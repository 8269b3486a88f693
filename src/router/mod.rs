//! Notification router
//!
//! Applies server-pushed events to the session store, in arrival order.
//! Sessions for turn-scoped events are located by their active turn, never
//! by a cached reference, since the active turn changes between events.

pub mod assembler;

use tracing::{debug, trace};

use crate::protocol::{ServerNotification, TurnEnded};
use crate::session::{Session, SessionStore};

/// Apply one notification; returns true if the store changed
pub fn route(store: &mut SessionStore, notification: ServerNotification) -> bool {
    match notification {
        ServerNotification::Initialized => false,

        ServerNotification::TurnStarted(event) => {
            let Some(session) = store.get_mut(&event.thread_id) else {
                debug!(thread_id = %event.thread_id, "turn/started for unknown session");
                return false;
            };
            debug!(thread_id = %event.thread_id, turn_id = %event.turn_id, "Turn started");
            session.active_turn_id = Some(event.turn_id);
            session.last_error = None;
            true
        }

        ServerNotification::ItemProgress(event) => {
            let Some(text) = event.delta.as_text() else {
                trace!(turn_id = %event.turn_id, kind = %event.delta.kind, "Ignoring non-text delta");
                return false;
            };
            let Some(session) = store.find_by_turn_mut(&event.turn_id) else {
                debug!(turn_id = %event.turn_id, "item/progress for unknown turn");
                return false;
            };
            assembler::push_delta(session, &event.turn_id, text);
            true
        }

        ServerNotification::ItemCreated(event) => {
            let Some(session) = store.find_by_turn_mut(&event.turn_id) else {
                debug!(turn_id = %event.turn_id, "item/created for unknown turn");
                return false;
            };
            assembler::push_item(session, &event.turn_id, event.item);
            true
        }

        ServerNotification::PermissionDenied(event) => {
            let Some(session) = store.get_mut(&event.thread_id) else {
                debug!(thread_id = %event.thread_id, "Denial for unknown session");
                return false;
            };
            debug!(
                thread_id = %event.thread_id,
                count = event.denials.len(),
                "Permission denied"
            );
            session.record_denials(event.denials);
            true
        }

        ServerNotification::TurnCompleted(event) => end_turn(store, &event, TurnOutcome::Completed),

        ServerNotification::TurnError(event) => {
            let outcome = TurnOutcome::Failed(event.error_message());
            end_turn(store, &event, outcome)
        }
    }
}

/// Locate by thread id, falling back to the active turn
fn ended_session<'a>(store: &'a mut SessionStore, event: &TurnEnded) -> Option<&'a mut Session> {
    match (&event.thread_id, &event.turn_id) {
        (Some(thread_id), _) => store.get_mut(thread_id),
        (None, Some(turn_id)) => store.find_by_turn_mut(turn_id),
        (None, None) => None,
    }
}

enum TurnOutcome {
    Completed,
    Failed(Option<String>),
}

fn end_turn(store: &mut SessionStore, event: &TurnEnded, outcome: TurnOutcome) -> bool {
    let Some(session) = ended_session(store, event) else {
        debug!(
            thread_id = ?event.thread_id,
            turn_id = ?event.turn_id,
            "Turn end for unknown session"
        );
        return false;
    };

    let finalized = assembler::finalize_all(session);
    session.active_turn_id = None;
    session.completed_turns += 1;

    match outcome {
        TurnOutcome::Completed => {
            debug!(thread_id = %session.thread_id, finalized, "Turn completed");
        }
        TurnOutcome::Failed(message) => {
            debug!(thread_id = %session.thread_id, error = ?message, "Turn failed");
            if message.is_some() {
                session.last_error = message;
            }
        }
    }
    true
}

-------

> **Action item**
When the line containing "session.active_turn_id = Some(event.turn_id);" is reached, include it and stop. Until then, output each line of the entries exactly as given, starting from the first.

> **Answer to the exercise**
repository 8269b3486a88f693
filename src/router/mod.rs
//! Notification router
//!
//! Applies server-pushed events to the session store, in arrival order.
//! Sessions for turn-scoped events are located by their active turn, never
//! by a cached reference, since the active turn changes between events.

pub mod assembler;

use tracing::{debug, trace};

use crate::protocol::{ServerNotification, TurnEnded};
use crate::session::{Session, SessionStore};

/// Apply one notification; returns true if the store changed
pub fn route(store: &mut SessionStore, notification: ServerNotification) -> bool {
    match notification {
        ServerNotification::Initialized => false,

        ServerNotification::TurnStarted(event) => {
            let Some(session) = store.get_mut(&event.thread_id) else {
                debug!(thread_id = %event.thread_id, "turn/started for unknown session");
                return false;
            };
            debug!(thread_id = %event.thread_id, turn_id = %event.turn_id, "Turn started");
            session.active_turn_id = Some(event.turn_id);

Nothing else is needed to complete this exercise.